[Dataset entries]
• • • • • • •
//! Append-only transcript of a chat session.

use crate::types::{Role, ToolCallResult, Turn};
use serde_json::Value;

/// Ordered user and assistant turns. Entries are never edited once added.
#[derive(Debug, Clone, Default)]
pub struct Transcript {
    turns: Vec<Turn>,
}

impl Transcript {
    pub fn new() -> Self {
        Self::default()
    }

    /// Add a turn at the end and return it.
    pub fn append(&mut self, turn: Turn) -> &Turn {
        self.turns.push(turn);
        &self.turns[self.turns.len() - 1]
    }

    /// All turns, oldest first.
    pub fn all(&self) -> &[Turn] {
        &self.turns
    }

    pub fn last(&self) -> Option<&Turn> {
        self.turns.last()
    }

    pub fn len(&self) -> usize {
        self.turns.len()
    }

    pub fn is_empty(&self) -> bool {
        self.turns.is_empty()
    }

    /// Drop every turn. Only a session reset does this.
    pub(crate) fn clear(&mut self) {
        self.turns.clear();
    }
}

/// Markdown listing of the function calls behind an answer.
pub fn render_trace(trace: &[ToolCallResult]) -> String {
    let mut out = String::new();
    for call in trace {
        out.push_str("- Function call:\n");
        out.push_str(&format!("   - Function name: ```{}```\n\n", call.name));
        out.push_str(&format!("   - Function parameters: ```{}```\n\n", call.arguments));
        out.push_str(&format!("   - API response: ```{}```\n\n", render_payload(&call.payload)));
    }
    out
}

fn render_payload(payload: &Value) -> String {
    match payload {
        Value::String(s) => s.clone(),
        other => other.to_string(),
    }
}

/// Re-render a whole transcript as markdown, one section per turn.
pub fn render_transcript(transcript: &Transcript) -> String {
    let mut out = String::new();
    for turn in transcript.all() {
        out.push_str(&format!("### {}\n\n{}\n\n", turn.role, turn.content));
        if turn.role == Role::Assistant && !turn.trace.is_empty() {
            out.push_str("Function calls, parameters, and responses:\n\n");
            out.push_str(&render_trace(&turn.trace));
        }
    }
    out
}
• • • • • • •
> [Work instruction] Scan the entries above and show each line that contains the word "calls".

> [Response]
/// Markdown listing of the function calls behind an answer.
            out.push_str("Function calls, parameters, and responses:\n\n");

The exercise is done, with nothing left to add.